Collected data:
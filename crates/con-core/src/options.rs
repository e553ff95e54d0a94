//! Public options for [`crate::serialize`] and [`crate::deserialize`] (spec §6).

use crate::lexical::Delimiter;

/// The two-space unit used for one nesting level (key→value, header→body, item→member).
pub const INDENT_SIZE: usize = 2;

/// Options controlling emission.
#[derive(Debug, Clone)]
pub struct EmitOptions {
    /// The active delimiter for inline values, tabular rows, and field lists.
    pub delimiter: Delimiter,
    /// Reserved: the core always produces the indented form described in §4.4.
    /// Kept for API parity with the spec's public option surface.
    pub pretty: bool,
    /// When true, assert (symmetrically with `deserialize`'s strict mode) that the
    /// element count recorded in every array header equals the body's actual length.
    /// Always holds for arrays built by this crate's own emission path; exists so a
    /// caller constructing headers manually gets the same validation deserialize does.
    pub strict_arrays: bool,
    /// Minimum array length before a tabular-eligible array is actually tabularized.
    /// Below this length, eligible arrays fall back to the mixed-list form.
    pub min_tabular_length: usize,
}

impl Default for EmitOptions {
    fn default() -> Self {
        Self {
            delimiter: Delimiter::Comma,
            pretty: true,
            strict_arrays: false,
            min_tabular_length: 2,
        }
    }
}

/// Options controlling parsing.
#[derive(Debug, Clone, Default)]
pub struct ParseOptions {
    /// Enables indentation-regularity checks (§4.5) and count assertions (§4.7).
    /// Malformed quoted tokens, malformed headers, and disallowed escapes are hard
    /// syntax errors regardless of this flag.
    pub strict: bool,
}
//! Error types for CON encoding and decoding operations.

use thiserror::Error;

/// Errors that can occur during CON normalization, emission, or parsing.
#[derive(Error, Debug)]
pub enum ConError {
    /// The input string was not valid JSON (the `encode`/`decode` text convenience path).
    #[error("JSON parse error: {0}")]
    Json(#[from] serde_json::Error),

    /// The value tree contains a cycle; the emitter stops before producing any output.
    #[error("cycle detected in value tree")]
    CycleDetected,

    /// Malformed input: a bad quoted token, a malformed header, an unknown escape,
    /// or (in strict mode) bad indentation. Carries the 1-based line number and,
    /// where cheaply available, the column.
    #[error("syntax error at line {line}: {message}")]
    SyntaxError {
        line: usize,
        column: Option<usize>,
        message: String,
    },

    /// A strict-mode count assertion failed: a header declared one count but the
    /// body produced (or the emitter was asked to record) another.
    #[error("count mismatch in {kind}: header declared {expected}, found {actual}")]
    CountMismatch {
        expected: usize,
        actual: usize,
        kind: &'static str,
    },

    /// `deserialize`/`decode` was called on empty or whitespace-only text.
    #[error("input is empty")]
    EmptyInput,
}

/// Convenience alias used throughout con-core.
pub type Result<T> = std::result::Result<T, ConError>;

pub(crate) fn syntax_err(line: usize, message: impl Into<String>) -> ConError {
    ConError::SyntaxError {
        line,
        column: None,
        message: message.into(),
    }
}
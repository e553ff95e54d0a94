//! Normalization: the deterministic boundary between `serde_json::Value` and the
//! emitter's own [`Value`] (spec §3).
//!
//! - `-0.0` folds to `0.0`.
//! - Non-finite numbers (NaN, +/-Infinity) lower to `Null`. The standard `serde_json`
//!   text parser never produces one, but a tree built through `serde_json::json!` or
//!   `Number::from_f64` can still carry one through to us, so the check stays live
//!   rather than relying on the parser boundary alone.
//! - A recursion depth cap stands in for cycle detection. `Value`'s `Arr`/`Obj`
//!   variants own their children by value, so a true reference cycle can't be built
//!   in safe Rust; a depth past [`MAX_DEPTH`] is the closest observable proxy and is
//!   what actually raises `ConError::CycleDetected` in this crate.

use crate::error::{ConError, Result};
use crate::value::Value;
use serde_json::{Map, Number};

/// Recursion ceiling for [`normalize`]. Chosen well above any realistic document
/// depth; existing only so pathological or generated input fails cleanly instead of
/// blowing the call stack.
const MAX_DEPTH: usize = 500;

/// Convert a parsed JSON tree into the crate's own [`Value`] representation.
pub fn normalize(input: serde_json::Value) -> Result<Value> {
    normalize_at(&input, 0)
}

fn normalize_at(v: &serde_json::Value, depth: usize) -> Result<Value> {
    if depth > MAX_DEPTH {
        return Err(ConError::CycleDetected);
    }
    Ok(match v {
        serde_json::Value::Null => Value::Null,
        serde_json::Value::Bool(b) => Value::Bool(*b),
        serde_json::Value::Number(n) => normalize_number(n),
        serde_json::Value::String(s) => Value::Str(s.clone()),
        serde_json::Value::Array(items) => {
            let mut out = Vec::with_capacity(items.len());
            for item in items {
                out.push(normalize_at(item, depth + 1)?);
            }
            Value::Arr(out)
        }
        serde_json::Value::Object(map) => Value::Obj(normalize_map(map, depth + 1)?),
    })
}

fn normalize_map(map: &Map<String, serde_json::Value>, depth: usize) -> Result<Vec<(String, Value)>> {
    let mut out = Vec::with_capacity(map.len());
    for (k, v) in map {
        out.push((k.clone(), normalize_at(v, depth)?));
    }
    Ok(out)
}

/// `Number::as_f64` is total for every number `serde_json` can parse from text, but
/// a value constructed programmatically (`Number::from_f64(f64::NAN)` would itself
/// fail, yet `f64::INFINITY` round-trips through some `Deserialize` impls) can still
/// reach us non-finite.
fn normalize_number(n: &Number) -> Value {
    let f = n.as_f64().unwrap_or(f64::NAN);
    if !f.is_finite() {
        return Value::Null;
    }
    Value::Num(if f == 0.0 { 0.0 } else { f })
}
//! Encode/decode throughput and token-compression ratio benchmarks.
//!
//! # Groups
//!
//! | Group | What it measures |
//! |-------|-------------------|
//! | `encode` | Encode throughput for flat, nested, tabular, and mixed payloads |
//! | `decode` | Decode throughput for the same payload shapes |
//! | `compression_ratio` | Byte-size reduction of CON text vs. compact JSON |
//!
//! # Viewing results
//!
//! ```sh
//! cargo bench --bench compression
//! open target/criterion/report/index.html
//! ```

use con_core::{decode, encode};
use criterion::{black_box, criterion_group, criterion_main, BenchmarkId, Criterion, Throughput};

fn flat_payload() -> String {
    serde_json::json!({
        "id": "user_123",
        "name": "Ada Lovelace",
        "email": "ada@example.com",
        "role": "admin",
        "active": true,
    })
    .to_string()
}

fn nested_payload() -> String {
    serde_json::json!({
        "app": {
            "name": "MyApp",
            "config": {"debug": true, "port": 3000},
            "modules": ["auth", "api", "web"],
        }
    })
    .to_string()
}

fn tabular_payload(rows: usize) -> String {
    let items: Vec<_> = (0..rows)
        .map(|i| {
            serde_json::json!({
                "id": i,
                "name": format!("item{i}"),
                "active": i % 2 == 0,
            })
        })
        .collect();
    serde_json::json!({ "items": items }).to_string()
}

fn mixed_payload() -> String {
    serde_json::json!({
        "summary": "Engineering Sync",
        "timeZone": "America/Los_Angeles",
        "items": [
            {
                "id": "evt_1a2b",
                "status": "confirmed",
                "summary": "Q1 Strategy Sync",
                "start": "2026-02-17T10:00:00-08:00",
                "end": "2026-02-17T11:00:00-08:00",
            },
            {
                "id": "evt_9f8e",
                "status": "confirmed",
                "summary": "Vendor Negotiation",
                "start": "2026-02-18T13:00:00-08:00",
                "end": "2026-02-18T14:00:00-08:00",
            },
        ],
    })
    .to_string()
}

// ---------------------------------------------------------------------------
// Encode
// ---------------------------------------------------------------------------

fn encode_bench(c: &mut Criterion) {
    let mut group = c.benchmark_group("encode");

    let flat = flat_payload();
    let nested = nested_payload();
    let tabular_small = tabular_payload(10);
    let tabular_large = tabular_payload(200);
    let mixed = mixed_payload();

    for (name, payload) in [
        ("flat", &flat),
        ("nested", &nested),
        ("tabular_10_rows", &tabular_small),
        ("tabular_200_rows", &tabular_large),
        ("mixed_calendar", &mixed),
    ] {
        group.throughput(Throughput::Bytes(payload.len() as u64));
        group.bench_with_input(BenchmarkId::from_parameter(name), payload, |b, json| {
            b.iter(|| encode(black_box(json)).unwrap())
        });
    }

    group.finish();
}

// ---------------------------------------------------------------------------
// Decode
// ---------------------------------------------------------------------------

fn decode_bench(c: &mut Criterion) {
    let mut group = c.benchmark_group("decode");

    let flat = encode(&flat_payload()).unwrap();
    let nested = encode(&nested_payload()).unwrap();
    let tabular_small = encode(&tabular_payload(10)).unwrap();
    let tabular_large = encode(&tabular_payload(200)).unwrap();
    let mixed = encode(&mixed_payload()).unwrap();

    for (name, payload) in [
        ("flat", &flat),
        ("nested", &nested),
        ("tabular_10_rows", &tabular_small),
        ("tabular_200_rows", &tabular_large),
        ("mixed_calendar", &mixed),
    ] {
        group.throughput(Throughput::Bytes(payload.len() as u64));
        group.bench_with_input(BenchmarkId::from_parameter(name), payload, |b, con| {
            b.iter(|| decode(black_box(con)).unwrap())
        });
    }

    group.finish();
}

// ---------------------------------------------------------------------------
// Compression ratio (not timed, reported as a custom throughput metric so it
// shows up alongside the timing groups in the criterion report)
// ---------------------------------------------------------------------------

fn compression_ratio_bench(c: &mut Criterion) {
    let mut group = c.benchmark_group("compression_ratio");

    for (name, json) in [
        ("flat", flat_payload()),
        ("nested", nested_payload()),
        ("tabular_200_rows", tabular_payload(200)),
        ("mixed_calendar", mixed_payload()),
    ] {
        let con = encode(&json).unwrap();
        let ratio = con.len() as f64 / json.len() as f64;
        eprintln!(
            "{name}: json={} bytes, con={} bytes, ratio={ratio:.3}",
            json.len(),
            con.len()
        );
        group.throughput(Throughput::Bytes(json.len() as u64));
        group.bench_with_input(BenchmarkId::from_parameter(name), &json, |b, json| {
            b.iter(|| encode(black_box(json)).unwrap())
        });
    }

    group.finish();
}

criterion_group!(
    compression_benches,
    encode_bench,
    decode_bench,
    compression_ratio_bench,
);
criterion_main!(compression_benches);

**PROBLEM TO WORK ON**
The lines to return are those with the string "Null" in them; copy each from the entries above.

**EXPECTED ANSWER**
//! - Non-finite numbers (NaN, +/-Infinity) lower to `Null`. The standard `serde_json`
        serde_json::Value::Null => Value::Null,
        return Value::Null;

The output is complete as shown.